The distribution of this announcement and the offering of the PrimaryBid Offer Shares in certain jurisdictions may be restricted by law. No action has been taken by the Company that would permit an offering of such shares or possession or distribution of this announcement or any other offering or publicity material relating to such shares in any jurisdiction where action for that purpose is required. Persons into whose possession this announcement comes are required to inform themselves about, and to observe, such restrictions.

 

The announcement does not constitute a recommendation concerning any investor's options with respect to the PrimaryBid Offer or the Capital Raising . The PrimaryBid Offer Shares to which this announcement relates may be illiquid and/or subject to restrictions on their resale. Prospective purchasers of the PrimaryBid Offer Shares should conduct their own due diligence, analysis and evaluation of the business and date described in this announcement, including the PrimaryBid Offer Shares. The pricing and value of securities can go down as well as up. Past performance is not a guide to future performance. The contents of this announcement are not to be construed as financial, legal, business or tax advice. If you do not understand the contents of this announcement you should consult an authorised financial adviser, legal adviser, business adviser or tax adviser for financial, legal, business or tax advice.

 

The information in this announcement may not be forwarded or distributed to any other person and may not be reproduced in any manner whatsoever. Any forwarding, distribution, dissemination, reproduction, or disclosure of this information in whole or in part is unauthorised.
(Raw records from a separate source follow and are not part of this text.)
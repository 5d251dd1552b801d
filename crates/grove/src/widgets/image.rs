//! Image load lifecycle events.

use serde::Serialize;

use crate::{
    core::{
        event::{EventEmitter, NativeEvent, WH, names},
        id::Tag,
    },
    geom::Size,
};

/// Loaded image description.
#[derive(Debug, Clone, PartialEq, Serialize)]
struct Source<'a> {
    /// Source URI.
    uri: &'a str,
    /// Intrinsic width.
    width: f32,
    /// Intrinsic height.
    height: f32,
}

/// Payload of `load`.
#[derive(Debug, Clone, PartialEq, Serialize)]
struct LoadPayload<'a> {
    /// Loaded image.
    source: Source<'a>,
}

/// Payload of `error`.
#[derive(Debug, Clone, PartialEq, Serialize)]
struct ErrorPayload<'a> {
    /// Failure description.
    error: &'a str,
}

/// Payload of `progress`.
#[derive(Debug, Clone, Copy, PartialEq, Serialize)]
struct ProgressPayload {
    /// Bytes loaded.
    loaded: u64,
    /// Total bytes.
    total: u64,
}

/// Payload of `loadStart`.
#[derive(Debug, Clone, PartialEq, Serialize)]
struct LoadStartPayload<'a> {
    /// URI being loaded.
    uri: &'a str,
}

/// Image behaviour.
#[derive(Debug, Clone, Default)]
pub struct ImageBehavior {
    /// URI currently loading or loaded.
    uri: Option<String>,
    /// Intrinsic size of the loaded image.
    loaded_size: Option<Size>,
}

impl ImageBehavior {
    /// Construct an empty behaviour.
    pub fn new() -> Self {
        Self::default()
    }

    /// Current source URI.
    pub fn uri(&self) -> Option<&str> {
        self.uri.as_deref()
    }

    /// Intrinsic size of the loaded image.
    pub fn loaded_size(&self) -> Option<Size> {
        self.loaded_size
    }

    /// Record a new source. A changed, non-empty source emits `loadStart`.
    pub fn set_source(&mut self, source: Option<&str>, emitter: Option<&EventEmitter>) {
        if self.uri.as_deref() == source {
            return;
        }
        self.uri = source.map(str::to_string);
        self.loaded_size = None;
        if let (Some(uri), Some(e)) = (source, emitter) {
            e.dispatch_serialized(names::LOAD_START, &LoadStartPayload { uri });
        }
    }

    /// Handle a native event.
    pub fn on_event(&mut self, tag: Tag, emitter: Option<&EventEmitter>, event: &NativeEvent) {
        match event {
            NativeEvent::ImageComplete { size } => {
                self.loaded_size = Some(*size);
                if let Some(e) = emitter {
                    let wh = WH::from(*size);
                    e.dispatch_serialized(
                        names::LOAD,
                        &LoadPayload {
                            source: Source {
                                uri: self.uri.as_deref().unwrap_or_default(),
                                width: wh.width,
                                height: wh.height,
                            },
                        },
                    );
                }
            }
            NativeEvent::ImageError { message } => {
                tracing::debug!("{tag}: image load failed: {message}");
                if let Some(e) = emitter {
                    e.dispatch_serialized(names::ERROR, &ErrorPayload { error: message });
                }
            }
            NativeEvent::ImageProgress { loaded, total } => {
                if let Some(e) = emitter {
                    e.dispatch_serialized(
                        names::PROGRESS,
                        &ProgressPayload {
                            loaded: *loaded,
                            total: *total,
                        },
                    );
                }
            }
            other => tracing::debug!("{tag}: image ignores {other:?}"),
        }
    }
}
Failure to comply with this directive may result in a violation of the Securities Act or the applicable laws of other jurisdictions.

 

The PrimaryBid Offer Shares to be issued or sold pursuant to the PrimaryBid Offer will not be admitted to trading on any stock exchange other than the London Stock Exchange.

 

Neither the content of the Company's website nor any website accessible by hyperlinks on the Company's website is incorporated in, or forms part of, this announcement.

 

This announcement has been prepared for the purposes of complying with applicable law and regulation in the United Kingdom and the information disclosed may not be the same as that which would have been disclosed if this announcement had been prepared in accordance with the laws and regulations of any jurisdiction outside the United Kingdom.

 

If you are in any doubt about the contents of this announcement you should consult your stockbroker, bank manager, solicitor, accountant or other financial adviser.